Exercise inputs.
mod common;

use common::{build_bvh, packets, random_rays, random_triangles};
use raypack_kernel::{Intersector, LaneMask, RayPacket, TraversalStats, PACKET_WIDTH};
use rayon::prelude::*;

#[test]
fn test_parallel_queries_match_sequential() {
    let _ = env_logger::builder().is_test(true).try_init();

    let bvh = build_bvh(&random_triangles(17, 1500), 4);
    let isect = Intersector::unfiltered(&bvh).unwrap();
    let batches = packets(&random_rays(23, 64 * PACKET_WIDTH));

    let trace = |(packet, valid): &(RayPacket, LaneMask)| {
        let mut closest = *packet;
        let mut stats = TraversalStats::default();
        isect.intersect_with_stats(*valid, &mut closest, &mut stats);
        let mut shadow = *packet;
        let occluded = isect.occluded_with_stats(*valid, &mut shadow, &mut stats);
        (closest, occluded, stats)
    };

    let sequential: Vec<_> = batches.iter().map(trace).collect();
    let parallel: Vec<_> = batches.par_iter().map(trace).collect();
    assert_eq!(sequential, parallel);

    let total = parallel
        .iter()
        .fold(TraversalStats::default(), |mut acc, (_, _, stats)| {
            acc += *stats;
            acc
        });
    assert!(total.nodes > 0);
}
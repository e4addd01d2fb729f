//! Hybrid packet traversal.
//!
//! A packet walks the hierarchy together while enough of its lanes are
//! still interested in the current subtree. Once the number of such lanes
//! drops to the switch threshold, each remaining lane finishes that subtree
//! alone through single-ray traversal and the packet moves on.
//!
//! Lanes outside the validity mask carry an empty interval (`tnear = +inf`,
//! `tfar = -inf`) so every box and distance test rejects them.

use std::array;

use crate::filter::GeometryLookup;
use crate::intersector::Intersector;
use crate::lanes::{gt, reaches, LaneMask, Lanes, PACKET_WIDTH};
use crate::node::{Hierarchy, NodeRef};
use crate::ray::{RayPacket, TraceRay, OCCLUDED_ID};
use crate::slab::intersect_box_lanes;
use crate::stack::TraversalStack;
use crate::stats::TraversalStats;
use crate::triangle::{intersect_leaf, HitCandidate, HitKind};

/// Query state shared by both packet queries.
struct PacketState {
    rays: Lanes<TraceRay>,
    tnear: Lanes<f32>,
    tfar: Lanes<f32>,
    stack: TraversalStack<Lanes<f32>>,
}

impl PacketState {
    fn new(valid: LaneMask, packet: &RayPacket, max_depth: usize, root: NodeRef) -> Self {
        let rays = array::from_fn(|lane| packet.trace_ray(lane));
        let mut tnear = [f32::INFINITY; PACKET_WIDTH];
        let mut tfar = [f32::NEG_INFINITY; PACKET_WIDTH];
        for lane in valid {
            tnear[lane] = packet.tnear[lane];
            tfar[lane] = packet.tfar[lane];
        }
        let mut stack = TraversalStack::new(max_depth, [f32::INFINITY; PACKET_WIDTH]);
        stack.push(root, tnear);
        Self {
            rays,
            tnear,
            tfar,
            stack,
        }
    }

    /// Lanes whose interval still reaches `dist`.
    #[inline]
    fn interested(&self, valid: LaneMask, dist: &Lanes<f32>) -> LaneMask {
        reaches(valid, dist, &self.tfar)
    }

    fn tighten(&mut self, lane: usize, hit: &HitCandidate) {
        self.rays[lane].tighten(hit);
        self.tfar[lane] = hit.t;
    }

    /// Close a lane's interval once it is answered.
    fn retire(&mut self, lane: usize) {
        self.tfar[lane] = f32::NEG_INFINITY;
        self.rays[lane].tfar = f32::NEG_INFINITY;
    }
}

/// Where packet descent stopped.
enum Descent {
    /// A leaf to intersect.
    Leaf { first: u32, count: u8 },
    /// The node was pushed back for the lane count check; pop again.
    Switched,
    /// The stack ran empty.
    Exhausted,
}

impl<H, G> Intersector<'_, H, G>
where
    H: Hierarchy + ?Sized,
    G: GeometryLookup + ?Sized,
{
    pub(crate) fn intersect_packet(
        &self,
        valid: LaneMask,
        packet: &mut RayPacket,
        stats: &mut TraversalStats,
    ) {
        let mut state = PacketState::new(valid, packet, self.bvh.max_depth(), self.bvh.root());

        loop {
            let (cur, cur_dist) = state.stack.pop();
            if cur.is_invalid() {
                break;
            }
            let active = state.interested(valid, &cur_dist);
            if active.none() {
                continue;
            }

            if active.count() <= self.settings.switch_threshold {
                for lane in active {
                    stats.single_ray_forks += 1;
                    let ray = &mut state.rays[lane];
                    if let Some(hit) = self.intersect_from(ray, cur, cur_dist[lane], stats) {
                        packet.record_hit(lane, &hit);
                    }
                    state.tfar[lane] = state.rays[lane].tfar;
                }
                continue;
            }

            let descent = self.descend(valid, &mut state, cur, cur_dist, stats);
            let (first, count, leaf_dist) = match descent {
                (Descent::Leaf { first, count }, dist) => (first, count, dist),
                (Descent::Switched, _) => continue,
                (Descent::Exhausted, _) => break,
            };

            let lanes = state.interested(valid, &leaf_dist);
            if lanes.none() {
                continue;
            }
            stats.leaves += 1;
            let tris = self.bvh.leaf(first, count);
            for lane in lanes {
                let hit = intersect_leaf(
                    HitKind::Closest,
                    tris,
                    &state.rays[lane],
                    &self.settings,
                    self.geometry,
                    stats,
                );
                if let Some(hit) = hit {
                    packet.record_hit(lane, &hit);
                    state.tighten(lane, &hit);
                }
            }
        }

        stats.max_stack_depth = stats.max_stack_depth.max(state.stack.peak());
    }

    pub(crate) fn occluded_packet(
        &self,
        valid: LaneMask,
        packet: &mut RayPacket,
        stats: &mut TraversalStats,
    ) -> LaneMask {
        let mut state = PacketState::new(valid, packet, self.bvh.max_depth(), self.bvh.root());
        let mut occluded = LaneMask::NONE;

        loop {
            let (cur, cur_dist) = state.stack.pop();
            if cur.is_invalid() {
                break;
            }
            let active = state.interested(valid, &cur_dist);
            if active.none() {
                continue;
            }

            if active.count() <= self.settings.switch_threshold {
                for lane in active {
                    stats.single_ray_forks += 1;
                    let ray = &mut state.rays[lane];
                    if self.occluded_from(ray, cur, cur_dist[lane], stats) {
                        occluded.insert(lane);
                        state.retire(lane);
                    }
                }
                if valid.without(occluded).none() {
                    break;
                }
                continue;
            }

            let descent = self.descend(valid, &mut state, cur, cur_dist, stats);
            let (first, count, leaf_dist) = match descent {
                (Descent::Leaf { first, count }, dist) => (first, count, dist),
                (Descent::Switched, _) => continue,
                (Descent::Exhausted, _) => break,
            };

            let lanes = state.interested(valid, &leaf_dist);
            if lanes.none() {
                continue;
            }
            stats.leaves += 1;
            let tris = self.bvh.leaf(first, count);
            for lane in lanes {
                let hit = intersect_leaf(
                    HitKind::Occlusion,
                    tris,
                    &state.rays[lane],
                    &self.settings,
                    self.geometry,
                    stats,
                );
                if hit.is_some() {
                    occluded.insert(lane);
                    state.retire(lane);
                }
            }
            if valid.without(occluded).none() {
                break;
            }
        }

        stats.max_stack_depth = stats.max_stack_depth.max(state.stack.peak());
        for lane in occluded {
            packet.hit.geom_id[lane] = OCCLUDED_ID;
        }
        occluded
    }

    /// Walk down from `cur` as a packet until a leaf is reached.
    ///
    /// Each step replaces `cur` with the next stack entry, then tests the
    /// node's children: a child nearer than that entry for some lane becomes
    /// the new `cur` (the entry is pushed back), any other child that was hit
    /// is pushed.
    fn descend(
        &self,
        valid: LaneMask,
        state: &mut PacketState,
        mut cur: NodeRef,
        mut cur_dist: Lanes<f32>,
        stats: &mut TraversalStats,
    ) -> (Descent, Lanes<f32>) {
        loop {
            let index = match cur {
                NodeRef::Node(index) => index,
                NodeRef::Leaf { first, count } => {
                    return (Descent::Leaf { first, count }, cur_dist);
                }
                NodeRef::Invalid => return (Descent::Exhausted, cur_dist),
            };
            stats.nodes += 1;
            let node = self.bvh.node(index);

            (cur, cur_dist) = state.stack.pop();
            for (slot, (bounds, &child)) in node.bounds.iter().zip(&node.children).enumerate() {
                if slot >= 2 && child.is_invalid() {
                    break;
                }
                let (hit, child_dist) =
                    intersect_box_lanes(bounds, &state.rays, valid, &state.tnear, &state.tfar);
                if hit.none() {
                    continue;
                }
                if gt(hit, &cur_dist, &child_dist).any() {
                    state.stack.push(cur, cur_dist);
                    cur = child;
                    cur_dist = child_dist;
                } else {
                    state.stack.push(child, child_dist);
                }
            }

            // The entry about to be processed is checked against the far
            // bounds as they stand now, so lanes that finished in an earlier
            // subtree no longer count.
            if self.settings.switch_on_descent
                && !cur.is_invalid()
                && state.interested(valid, &cur_dist).count() <= self.settings.switch_threshold
            {
                stats.descent_switches += 1;
                state.stack.push(cur, cur_dist);
                return (Descent::Switched, cur_dist);
            }
        }
    }
}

Exercise description.
Each line from the beginning of the listing up to the line where "let mut closest = *packet;" appears needs to be given again exactly; please add nothing else.

Exercise solution.
mod common;

use common::{build_bvh, packets, random_rays, random_triangles};
use raypack_kernel::{Intersector, LaneMask, RayPacket, TraversalStats, PACKET_WIDTH};
use rayon::prelude::*;

#[test]
fn test_parallel_queries_match_sequential() {
    let _ = env_logger::builder().is_test(true).try_init();

    let bvh = build_bvh(&random_triangles(17, 1500), 4);
    let isect = Intersector::unfiltered(&bvh).unwrap();
    let batches = packets(&random_rays(23, 64 * PACKET_WIDTH));

    let trace = |(packet, valid): &(RayPacket, LaneMask)| {
        let mut closest = *packet;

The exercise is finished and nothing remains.